[Work instructions]:
Each line below needs to be repeated precisely as it is.

[Task data]:
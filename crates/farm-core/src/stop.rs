//! Global stop signal shared by the scheduler, every worker and the update watch.
//!
//! The first caller of [`StopSignal::raise`] decides the recorded reason;
//! later raises leave the recorded reason untouched.

use std::sync::{Arc, OnceLock};
use tokio_util::sync::{CancellationToken, WaitForCancellationFuture};

/// Why the whole farm is stopping.
#[derive(Debug, Clone, PartialEq, Eq)]
pub enum StopReason {
    /// A newer version was found and auto-update is enabled.
    Update { version: String },
    /// Ctrl-C or an explicit operator request.
    Operator,
    /// Every session reached `Stopped` on its own.
    Drained,
}

impl std::fmt::Display for StopReason {
    fn fmt(&self, f: &mut std::fmt::Formatter<'_>) -> std::fmt::Result {
        match self {
            Self::Update { version } => write!(f, "update to v{version}"),
            Self::Operator => write!(f, "operator request"),
            Self::Drained => write!(f, "all sessions finished"),
        }
    }
}

#[derive(Debug, Clone, Default)]
pub struct StopSignal {
    token: CancellationToken,
    reason: Arc<OnceLock<StopReason>>,
}

impl StopSignal {
    pub fn new() -> Self {
        Self::default()
    }

    /// Raise the stop. Returns `false` if it was already raised.
    pub fn raise(&self, reason: StopReason) -> bool {
        let first = self.reason.set(reason).is_ok();
        self.token.cancel();
        first
    }

    pub fn is_raised(&self) -> bool {
        self.token.is_cancelled()
    }

    pub fn reason(&self) -> Option<&StopReason> {
        self.reason.get()
    }

    /// Resolves once the stop is raised. Cancel-safe; use inside `select!`.
    pub fn raised(&self) -> WaitForCancellationFuture<'_> {
        self.token.cancelled()
    }
}

#[cfg(test)]
mod tests {
    use super::*;

    #[test]
    fn test_first_reason_wins() {
        let stop = StopSignal::new();
        assert!(!stop.is_raised());
        assert!(stop.raise(StopReason::Update {
            version: "1.4.0".into()
        }));
        assert!(!stop.raise(StopReason::Operator));
        assert!(stop.is_raised());
        assert_eq!(
            stop.reason(),
            Some(&StopReason::Update {
                version: "1.4.0".into()
            })
        );
    }

    #[test]
    fn test_clones_share_state() {
        let stop = StopSignal::new();
        let observer = stop.clone();
        stop.raise(StopReason::Operator);
        assert!(observer.is_raised());
        assert_eq!(observer.reason(), Some(&StopReason::Operator));
    }

    #[test]
    fn test_reason_display() {
        assert_eq!(
            StopReason::Update {
                version: "2.0.1".into()
            }
            .to_string(),
            "update to v2.0.1"
        );
        assert_eq!(StopReason::Operator.to_string(), "operator request");
    }

    #[tokio::test]
    async fn test_raised_future_resolves() {
        let stop = StopSignal::new();
        let waiter = stop.clone();
        let handle = tokio::spawn(async move {
            waiter.raised().await;
            waiter.reason().cloned()
        });
        stop.raise(StopReason::Operator);
        assert_eq!(handle.await.unwrap(), Some(StopReason::Operator));
    }
}
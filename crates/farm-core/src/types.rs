use clap::ValueEnum;
use serde::{Deserialize, Serialize};

/// Opaque credential material (session string, session file path, token).
///
/// The engine never inspects it; `Debug` is redacted so identities can be
/// logged freely.
#[derive(Clone, PartialEq, Eq, Serialize, Deserialize)]
#[serde(transparent)]
pub struct Credential(String);

impl Credential {
    pub fn new(material: impl Into<String>) -> Self {
        Self(material.into())
    }

    pub fn expose(&self) -> &str {
        &self.0
    }
}

impl std::fmt::Debug for Credential {
    fn fmt(&self, f: &mut std::fmt::Formatter<'_>) -> std::fmt::Result {
        f.write_str("Credential(<redacted>)")
    }
}

/// One configured game account.
#[derive(Debug, Clone, PartialEq, Eq, Serialize, Deserialize)]
pub struct Identity {
    /// Unique reference name (session name).
    pub name: String,
    pub credential: Credential,
    /// Referral id used on first login; falls back to the global `REF_ID`.
    #[serde(default, skip_serializing_if = "Option::is_none")]
    pub ref_id: Option<String>,
    /// Send randomized device parameters to the transport.
    #[serde(default)]
    pub device_params: bool,
    /// Proxy this account was bound to previously. Preferred on allocation.
    #[serde(default, skip_serializing_if = "Option::is_none")]
    pub proxy: Option<String>,
    #[serde(default)]
    pub blacklisted: bool,
}

impl Identity {
    pub fn new(name: impl Into<String>, credential: impl Into<String>) -> Self {
        Self {
            name: name.into(),
            credential: Credential::new(credential),
            ref_id: None,
            device_params: false,
            proxy: None,
            blacklisted: false,
        }
    }

    pub fn with_proxy(mut self, proxy: impl Into<String>) -> Self {
        self.proxy = Some(proxy.into());
        self
    }
}

/// Inclusive `[lo, hi]` range, written as a two-element array in config
/// (`SLEEP_BETWEEN_TAP = [3, 8]`).
#[derive(Debug, Clone, Copy, PartialEq, Eq, Serialize, Deserialize)]
#[serde(from = "[u64; 2]", into = "[u64; 2]")]
pub struct IntRange {
    pub lo: u64,
    pub hi: u64,
}

impl IntRange {
    pub const fn new(lo: u64, hi: u64) -> Self {
        Self { lo, hi }
    }

    pub fn contains(&self, value: u64) -> bool {
        (self.lo..=self.hi).contains(&value)
    }

    pub fn is_ordered(&self) -> bool {
        self.lo <= self.hi
    }
}

impl From<[u64; 2]> for IntRange {
    fn from([lo, hi]: [u64; 2]) -> Self {
        Self { lo, hi }
    }
}

impl From<IntRange> for [u64; 2] {
    fn from(range: IntRange) -> Self {
        [range.lo, range.hi]
    }
}

impl std::fmt::Display for IntRange {
    fn fmt(&self, f: &mut std::fmt::Formatter<'_>) -> std::fmt::Result {
        write!(f, "[{}, {}]", self.lo, self.hi)
    }
}

/// Output format for CLI responses
#[derive(Clone, Debug, ValueEnum)]
pub enum OutputFormat {
    Text,
    Json,
}

#[cfg(test)]
mod tests {
    use super::*;

    #[test]
    fn test_credential_debug_is_redacted() {
        let identity = Identity::new("alice", "1BVtsOK8Bu-secret");
        let rendered = format!("{identity:?}");
        assert!(rendered.contains("alice"));
        assert!(!rendered.contains("secret"));
        assert_eq!(identity.credential.expose(), "1BVtsOK8Bu-secret");
    }

    #[test]
    fn test_identity_deserialize_defaults() {
        let identity: Identity =
            serde_json::from_str(r#"{"name": "bob", "credential": "sessions/bob.session"}"#)
                .unwrap();
        assert_eq!(identity.name, "bob");
        assert!(!identity.blacklisted);
        assert!(!identity.device_params);
        assert!(identity.proxy.is_none());
    }

    #[test]
    fn test_int_range_from_array() {
        let range: IntRange = serde_json::from_str("[35, 100]").unwrap();
        assert_eq!(range, IntRange::new(35, 100));
        assert!(range.contains(35));
        assert!(range.contains(100));
        assert!(!range.contains(101));
        assert_eq!(serde_json::to_string(&range).unwrap(), "[35,100]");
    }

    #[test]
    fn test_int_range_ordering() {
        assert!(IntRange::new(3, 8).is_ordered());
        assert!(IntRange::new(5, 5).is_ordered());
        assert!(!IntRange::new(8, 3).is_ordered());
    }
}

[Completed task]:
filename crates/farm-core/src/stop.rs
//! Global stop signal shared by the scheduler, every worker and the update watch.
//!
//! The first caller of [`StopSignal::raise`] decides the recorded reason;
//! later raises leave the recorded reason untouched.

use std::sync::{Arc, OnceLock};
use tokio_util::sync::{CancellationToken, WaitForCancellationFuture};

/// Why the whole farm is stopping.
#[derive(Debug, Clone, PartialEq, Eq)]
pub enum StopReason {
    /// A newer version was found and auto-update is enabled.
    Update { version: String },
    /// Ctrl-C or an explicit operator request.
    Operator,
    /// Every session reached `Stopped` on its own.
    Drained,
}

impl std::fmt::Display for StopReason {
    fn fmt(&self, f: &mut std::fmt::Formatter<'_>) -> std::fmt::Result {
        match self {
            Self::Update { version } => write!(f, "update to v{version}"),
            Self::Operator => write!(f, "operator request"),
            Self::Drained => write!(f, "all sessions finished"),
        }
    }
}

#[derive(Debug, Clone, Default)]
pub struct StopSignal {
    token: CancellationToken,
    reason: Arc<OnceLock<StopReason>>,
}

impl StopSignal {
    pub fn new() -> Self {
        Self::default()
    }

    /// Raise the stop. Returns `false` if it was already raised.
    pub fn raise(&self, reason: StopReason) -> bool {
        let first = self.reason.set(reason).is_ok();
        self.token.cancel();
        first
    }

    pub fn is_raised(&self) -> bool {
        self.token.is_cancelled()
    }

    pub fn reason(&self) -> Option<&StopReason> {
        self.reason.get()
    }

    /// Resolves once the stop is raised. Cancel-safe; use inside `select!`.
    pub fn raised(&self) -> WaitForCancellationFuture<'_> {
        self.token.cancelled()
    }
}

#[cfg(test)]
mod tests {
    use super::*;

    #[test]
    fn test_first_reason_wins() {
        let stop = StopSignal::new();
        assert!(!stop.is_raised());
        assert!(stop.raise(StopReason::Update {
            version: "1.4.0".into()
        }));
        assert!(!stop.raise(StopReason::Operator));
        assert!(stop.is_raised());
        assert_eq!(
            stop.reason(),
            Some(&StopReason::Update {
                version: "1.4.0".into()
            })
        );
    }

    #[test]
    fn test_clones_share_state() {
        let stop = StopSignal::new();
        let observer = stop.clone();
        stop.raise(StopReason::Operator);
        assert!(observer.is_raised());
        assert_eq!(observer.reason(), Some(&StopReason::Operator));
    }

    #[test]
    fn test_reason_display() {
        assert_eq!(
            StopReason::Update {
                version: "2.0.1".into()
            }
            .to_string(),
            "update to v2.0.1"
        );
        assert_eq!(StopReason::Operator.to_string(), "operator request");
    }

    #[tokio::test]
    async fn test_raised_future_resolves() {
        let stop = StopSignal::new();
        let waiter = stop.clone();
        let handle = tokio::spawn(async move {
            waiter.raised().await;
            waiter.reason().cloned()
        });
        stop.raise(StopReason::Operator);
        assert_eq!(handle.await.unwrap(), Some(StopReason::Operator));
    }
}
filename crates/farm-core/src/types.rs
use clap::ValueEnum;
use serde::{Deserialize, Serialize};

/// Opaque credential material (session string, session file path, token).
///
/// The engine never inspects it; `Debug` is redacted so identities can be
/// logged freely.
#[derive(Clone, PartialEq, Eq, Serialize, Deserialize)]
#[serde(transparent)]
pub struct Credential(String);

impl Credential {
    pub fn new(material: impl Into<String>) -> Self {
        Self(material.into())
    }

    pub fn expose(&self) -> &str {
        &self.0
    }
}

impl std::fmt::Debug for Credential {
    fn fmt(&self, f: &mut std::fmt::Formatter<'_>) -> std::fmt::Result {
        f.write_str("Credential(<redacted>)")
    }
}

/// One configured game account.
#[derive(Debug, Clone, PartialEq, Eq, Serialize, Deserialize)]
pub struct Identity {
    /// Unique reference name (session name).
    pub name: String,
    pub credential: Credential,
    /// Referral id used on first login; falls back to the global `REF_ID`.
    #[serde(default, skip_serializing_if = "Option::is_none")]
    pub ref_id: Option<String>,
    /// Send randomized device parameters to the transport.
    #[serde(default)]
    pub device_params: bool,
    /// Proxy this account was bound to previously. Preferred on allocation.
    #[serde(default, skip_serializing_if = "Option::is_none")]
    pub proxy: Option<String>,
    #[serde(default)]
    pub blacklisted: bool,
}

impl Identity {
    pub fn new(name: impl Into<String>, credential: impl Into<String>) -> Self {
        Self {
            name: name.into(),
            credential: Credential::new(credential),
            ref_id: None,
            device_params: false,
            proxy: None,
            blacklisted: false,
        }
    }

    pub fn with_proxy(mut self, proxy: impl Into<String>) -> Self {
        self.proxy = Some(proxy.into());
        self
    }
}

/// Inclusive `[lo, hi]` range, written as a two-element array in config
/// (`SLEEP_BETWEEN_TAP = [3, 8]`).
#[derive(Debug, Clone, Copy, PartialEq, Eq, Serialize, Deserialize)]
#[serde(from = "[u64; 2]", into = "[u64; 2]")]
pub struct IntRange {
    pub lo: u64,
    pub hi: u64,
}

impl IntRange {
    pub const fn new(lo: u64, hi: u64) -> Self {
        Self { lo, hi }
    }

    pub fn contains(&self, value: u64) -> bool {
        (self.lo..=self.hi).contains(&value)
    }

    pub fn is_ordered(&self) -> bool {
        self.lo <= self.hi
    }
}

impl From<[u64; 2]> for IntRange {
    fn from([lo, hi]: [u64; 2]) -> Self {
        Self { lo, hi }
    }
}

impl From<IntRange> for [u64; 2] {
    fn from(range: IntRange) -> Self {
        [range.lo, range.hi]
    }
}

impl std::fmt::Display for IntRange {
    fn fmt(&self, f: &mut std::fmt::Formatter<'_>) -> std::fmt::Result {
        write!(f, "[{}, {}]", self.lo, self.hi)
    }
}

/// Output format for CLI responses
#[derive(Clone, Debug, ValueEnum)]
pub enum OutputFormat {
    Text,
    Json,
}

#[cfg(test)]
mod tests {
    use super::*;

    #[test]
    fn test_credential_debug_is_redacted() {
        let identity = Identity::new("alice", "1BVtsOK8Bu-secret");
        let rendered = format!("{identity:?}");
        assert!(rendered.contains("alice"));
        assert!(!rendered.contains("secret"));
        assert_eq!(identity.credential.expose(), "1BVtsOK8Bu-secret");
    }

    #[test]
    fn test_identity_deserialize_defaults() {
        let identity: Identity =
            serde_json::from_str(r#"{"name": "bob", "credential": "sessions/bob.session"}"#)
                .unwrap();
        assert_eq!(identity.name, "bob");
        assert!(!identity.blacklisted);
        assert!(!identity.device_params);
        assert!(identity.proxy.is_none());
    }

    #[test]
    fn test_int_range_from_array() {
        let range: IntRange = serde_json::from_str("[35, 100]").unwrap();
        assert_eq!(range, IntRange::new(35, 100));
        assert!(range.contains(35));
        assert!(range.contains(100));
        assert!(!range.contains(101));
        assert_eq!(serde_json::to_string(&range).unwrap(), "[35,100]");
    }

    #[test]
    fn test_int_range_ordering() {
        assert!(IntRange::new(3, 8).is_ordered());
        assert!(IntRange::new(5, 5).is_ordered());
        assert!(!IntRange::new(8, 3).is_ordered());
    }
}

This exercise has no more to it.